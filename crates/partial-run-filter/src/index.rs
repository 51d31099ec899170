use std::collections::HashMap;

use partial_run_ir::{Pipeline, PipelineNode};

/// Order-preserving lookup from node id to node.
///
/// Borrows from the pipeline it was built from. `order` keeps the sequence
/// order so later stages can rebuild output in that same order.
#[derive(Debug, Clone, Default)]
pub struct NodeIndex<'a> {
    order: Vec<&'a str>,
    nodes: HashMap<&'a str, &'a PipelineNode>,
}

impl<'a> NodeIndex<'a> {
    /// Index the plain nodes of an already validated pipeline.
    pub fn build(pipeline: &'a Pipeline) -> Self {
        pipeline.pipeline_nodes().collect()
    }

    pub fn get(&self, id: &str) -> Option<&'a PipelineNode> {
        self.nodes.get(id).copied()
    }

    pub fn contains(&self, id: &str) -> bool {
        self.nodes.contains_key(id)
    }

    /// Node ids in sequence order.
    pub fn ids(&self) -> impl Iterator<Item = &'a str> + '_ {
        self.order.iter().copied()
    }

    /// Nodes in sequence order.
    pub fn nodes(&self) -> impl Iterator<Item = &'a PipelineNode> + '_ {
        self.order.iter().map(move |id| self.nodes[id])
    }

    pub fn len(&self) -> usize {
        self.order.len()
    }

    pub fn is_empty(&self) -> bool {
        self.order.is_empty()
    }

    /// Keep only the nodes for which `keep` returns true, preserving order.
    pub fn retain(&self, mut keep: impl FnMut(&str) -> bool) -> NodeIndex<'a> {
        self.nodes().filter(|n| keep(n.id())).collect()
    }
}

impl<'a> FromIterator<&'a PipelineNode> for NodeIndex<'a> {
    fn from_iter<I: IntoIterator<Item = &'a PipelineNode>>(iter: I) -> Self {
        let mut index = NodeIndex::default();
        for node in iter {
            let id = node.id();
            if index.nodes.insert(id, node).is_none() {
                index.order.push(id);
            }
        }
        index
    }
}
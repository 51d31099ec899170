use std::borrow::Cow;

use partial_run_ir::{DeploymentConfig, Pipeline, PipelineNode, PipelineOrNode};

/// Build the output pipeline from the repaired nodes.
///
/// Every graph-level field is copied from `input` except the node sequence
/// and the deployment config, which are replaced. `input` is never modified.
pub fn make_filtered_pipeline(
    input: &Pipeline,
    nodes: Vec<Cow<'_, PipelineNode>>,
    deployment_config: Option<DeploymentConfig>,
) -> Pipeline {
    Pipeline {
        pipeline_info: input.pipeline_info.clone(),
        execution_mode: input.execution_mode,
        nodes: nodes
            .into_iter()
            .map(|node| PipelineOrNode::PipelineNode(node.into_owned()))
            .collect(),
        runtime_spec: input.runtime_spec.clone(),
        deployment_config,
        extra: input.extra.clone(),
    }
}

#[cfg(test)]
mod tests {
    use super::*;
    use partial_run_ir::ExecutionMode;
    use serde_json::json;

    #[test]
    fn graph_level_fields_copied() {
        let mut input = Pipeline::new(
            "p",
            ExecutionMode::Sync,
            vec![PipelineNode::new("a", &[], &[]), PipelineNode::new("b", &[], &[])],
        );
        input.runtime_spec = Some(json!({"pipeline_run_id": "run-1"}));
        input.extra.insert("sdk_version".into(), json!("1.0"));
        input.deployment_config = Some(DeploymentConfig::default());

        let b = input.node("b").unwrap();
        let out = make_filtered_pipeline(&input, vec![Cow::Borrowed(b)], None);

        assert_eq!(out.pipeline_info.id, "p");
        assert_eq!(out.execution_mode, ExecutionMode::Sync);
        assert_eq!(out.runtime_spec, input.runtime_spec);
        assert_eq!(out.extra["sdk_version"], json!("1.0"));
        assert_eq!(out.node_ids(), vec!["b"]);
        assert!(out.deployment_config.is_none());
        assert_eq!(input.nodes.len(), 2);
    }

    #[test]
    fn owned_nodes_installed_as_given() {
        let input = Pipeline::new("p", ExecutionMode::Sync, vec![PipelineNode::new("a", &[], &["x"])]);
        let mut changed = input.node("a").unwrap().clone();
        changed.downstream_nodes.clear();
        let out = make_filtered_pipeline(&input, vec![Cow::Owned(changed)], Some(DeploymentConfig::default()));
        assert!(out.node("a").unwrap().downstream_nodes.is_empty());
        assert!(out.deployment_config.is_some());
        assert_eq!(input.node("a").unwrap().downstream_nodes, vec!["x"]);
    }
}
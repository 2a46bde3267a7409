use serde::Deserialize;
use serde_json::Value;
use std::collections::BTreeSet;

/// Segment-local document ordinal.
pub type DocId = u32;

/// Knobs that apply to one search request.
#[derive(Debug, Clone, Deserialize, PartialEq, Eq)]
#[serde(default)]
pub struct SearchOptions {
    /// Remember per-document predicate results inside a segment matcher.
    pub cache_matches: bool,
}

impl Default for SearchOptions {
    fn default() -> Self {
        Self { cache_matches: true }
    }
}

/// Planning-time context of a search request. Script factories are bound
/// against it before any segment is visited.
#[derive(Debug, Clone, Default)]
pub struct QueryContext {
    index: String,
    options: SearchOptions,
}

impl QueryContext {
    pub fn new(index: impl Into<String>) -> Self {
        Self { index: index.into(), options: SearchOptions::default() }
    }

    pub fn with_options(mut self, options: SearchOptions) -> Self {
        self.options = options;
        self
    }

    pub fn index(&self) -> &str {
        &self.index
    }

    pub fn options(&self) -> &SearchOptions {
        &self.options
    }
}

/// An immutable batch of documents with its own ordinal space.
///
/// A segment without a declared schema is dynamic: every field counts as
/// mapped and documents that lack it simply have no values.
#[derive(Debug, Clone)]
pub struct Segment {
    ord: usize,
    docs: Vec<Value>,
    fields: Option<BTreeSet<String>>,
}

impl Segment {
    pub fn new(ord: usize, docs: Vec<Value>) -> Self {
        Self { ord, docs, fields: None }
    }

    /// Declare the mapped fields. Fields outside this set are unmapped,
    /// whether or not a document happens to carry them.
    pub fn with_fields<I, S>(mut self, fields: I) -> Self
    where
        I: IntoIterator<Item = S>,
        S: Into<String>,
    {
        self.fields = Some(fields.into_iter().map(Into::into).collect());
        self
    }

    pub fn ord(&self) -> usize {
        self.ord
    }

    pub fn max_doc(&self) -> DocId {
        self.docs.len() as DocId
    }

    pub fn is_mapped(&self, name: &str) -> bool {
        self.fields.as_ref().map_or(true, |f| f.contains(name))
    }

    pub fn doc(&self, doc: DocId) -> Option<&Value> {
        self.docs.get(doc as usize)
    }
}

About this task =
Print each entry above word for word, leaving none out.

Exercise response =
filename crates/partial-run-filter/src/index.rs
repository 51d31099ec899170
use std::collections::HashMap;

use partial_run_ir::{Pipeline, PipelineNode};

/// Order-preserving lookup from node id to node.
///
/// Borrows from the pipeline it was built from. `order` keeps the sequence
/// order so later stages can rebuild output in that same order.
#[derive(Debug, Clone, Default)]
pub struct NodeIndex<'a> {
    order: Vec<&'a str>,
    nodes: HashMap<&'a str, &'a PipelineNode>,
}

impl<'a> NodeIndex<'a> {
    /// Index the plain nodes of an already validated pipeline.
    pub fn build(pipeline: &'a Pipeline) -> Self {
        pipeline.pipeline_nodes().collect()
    }

    pub fn get(&self, id: &str) -> Option<&'a PipelineNode> {
        self.nodes.get(id).copied()
    }

    pub fn contains(&self, id: &str) -> bool {
        self.nodes.contains_key(id)
    }

    /// Node ids in sequence order.
    pub fn ids(&self) -> impl Iterator<Item = &'a str> + '_ {
        self.order.iter().copied()
    }

    /// Nodes in sequence order.
    pub fn nodes(&self) -> impl Iterator<Item = &'a PipelineNode> + '_ {
        self.order.iter().map(move |id| self.nodes[id])
    }

    pub fn len(&self) -> usize {
        self.order.len()
    }

    pub fn is_empty(&self) -> bool {
        self.order.is_empty()
    }

    /// Keep only the nodes for which `keep` returns true, preserving order.
    pub fn retain(&self, mut keep: impl FnMut(&str) -> bool) -> NodeIndex<'a> {
        self.nodes().filter(|n| keep(n.id())).collect()
    }
}

impl<'a> FromIterator<&'a PipelineNode> for NodeIndex<'a> {
    fn from_iter<I: IntoIterator<Item = &'a PipelineNode>>(iter: I) -> Self {
        let mut index = NodeIndex::default();
        for node in iter {
            let id = node.id();
            if index.nodes.insert(id, node).is_none() {
                index.order.push(id);
            }
        }
        index
    }
}
repository 51d31099ec899170
use std::borrow::Cow;

use partial_run_ir::{DeploymentConfig, Pipeline, PipelineNode, PipelineOrNode};

/// Build the output pipeline from the repaired nodes.
///
/// Every graph-level field is copied from `input` except the node sequence
/// and the deployment config, which are replaced. `input` is never modified.
pub fn make_filtered_pipeline(
    input: &Pipeline,
    nodes: Vec<Cow<'_, PipelineNode>>,
    deployment_config: Option<DeploymentConfig>,
) -> Pipeline {
    Pipeline {
        pipeline_info: input.pipeline_info.clone(),
        execution_mode: input.execution_mode,
        nodes: nodes
            .into_iter()
            .map(|node| PipelineOrNode::PipelineNode(node.into_owned()))
            .collect(),
        runtime_spec: input.runtime_spec.clone(),
        deployment_config,
        extra: input.extra.clone(),
    }
}

#[cfg(test)]
mod tests {
    use super::*;
    use partial_run_ir::ExecutionMode;
    use serde_json::json;

    #[test]
    fn graph_level_fields_copied() {
        let mut input = Pipeline::new(
            "p",
            ExecutionMode::Sync,
            vec![PipelineNode::new("a", &[], &[]), PipelineNode::new("b", &[], &[])],
        );
        input.runtime_spec = Some(json!({"pipeline_run_id": "run-1"}));
        input.extra.insert("sdk_version".into(), json!("1.0"));
        input.deployment_config = Some(DeploymentConfig::default());

        let b = input.node("b").unwrap();
        let out = make_filtered_pipeline(&input, vec![Cow::Borrowed(b)], None);

        assert_eq!(out.pipeline_info.id, "p");
        assert_eq!(out.execution_mode, ExecutionMode::Sync);
        assert_eq!(out.runtime_spec, input.runtime_spec);
        assert_eq!(out.extra["sdk_version"], json!("1.0"));
        assert_eq!(out.node_ids(), vec!["b"]);
        assert!(out.deployment_config.is_none());
        assert_eq!(input.nodes.len(), 2);
    }

    #[test]
    fn owned_nodes_installed_as_given() {
        let input = Pipeline::new("p", ExecutionMode::Sync, vec![PipelineNode::new("a", &[], &["x"])]);
        let mut changed = input.node("a").unwrap().clone();
        changed.downstream_nodes.clear();
        let out = make_filtered_pipeline(&input, vec![Cow::Owned(changed)], Some(DeploymentConfig::default()));
        assert!(out.node("a").unwrap().downstream_nodes.is_empty());
        assert!(out.deployment_config.is_some());
        assert_eq!(input.node("a").unwrap().downstream_nodes, vec!["x"]);
    }
}
repository 2a46bde3267a7409
use serde::Deserialize;
use serde_json::Value;
use std::collections::BTreeSet;

/// Segment-local document ordinal.
pub type DocId = u32;

/// Knobs that apply to one search request.
#[derive(Debug, Clone, Deserialize, PartialEq, Eq)]
#[serde(default)]
pub struct SearchOptions {
    /// Remember per-document predicate results inside a segment matcher.
    pub cache_matches: bool,
}

impl Default for SearchOptions {
    fn default() -> Self {
        Self { cache_matches: true }
    }
}

/// Planning-time context of a search request. Script factories are bound
/// against it before any segment is visited.
#[derive(Debug, Clone, Default)]
pub struct QueryContext {
    index: String,
    options: SearchOptions,
}

impl QueryContext {
    pub fn new(index: impl Into<String>) -> Self {
        Self { index: index.into(), options: SearchOptions::default() }
    }

    pub fn with_options(mut self, options: SearchOptions) -> Self {
        self.options = options;
        self
    }

    pub fn index(&self) -> &str {
        &self.index
    }

    pub fn options(&self) -> &SearchOptions {
        &self.options
    }
}

/// An immutable batch of documents with its own ordinal space.
///
/// A segment without a declared schema is dynamic: every field counts as
/// mapped and documents that lack it simply have no values.
#[derive(Debug, Clone)]
pub struct Segment {
    ord: usize,
    docs: Vec<Value>,
    fields: Option<BTreeSet<String>>,
}

impl Segment {
    pub fn new(ord: usize, docs: Vec<Value>) -> Self {
        Self { ord, docs, fields: None }
    }

    /// Declare the mapped fields. Fields outside this set are unmapped,
    /// whether or not a document happens to carry them.
    pub fn with_fields<I, S>(mut self, fields: I) -> Self
    where
        I: IntoIterator<Item = S>,
        S: Into<String>,
    {
        self.fields = Some(fields.into_iter().map(Into::into).collect());
        self
    }

    pub fn ord(&self) -> usize {
        self.ord
    }

    pub fn max_doc(&self) -> DocId {
        self.docs.len() as DocId
    }

    pub fn is_mapped(&self, name: &str) -> bool {
        self.fields.as_ref().map_or(true, |f| f.contains(name))
    }

    pub fn doc(&self, doc: DocId) -> Option<&Value> {
        self.docs.get(doc as usize)
    }
}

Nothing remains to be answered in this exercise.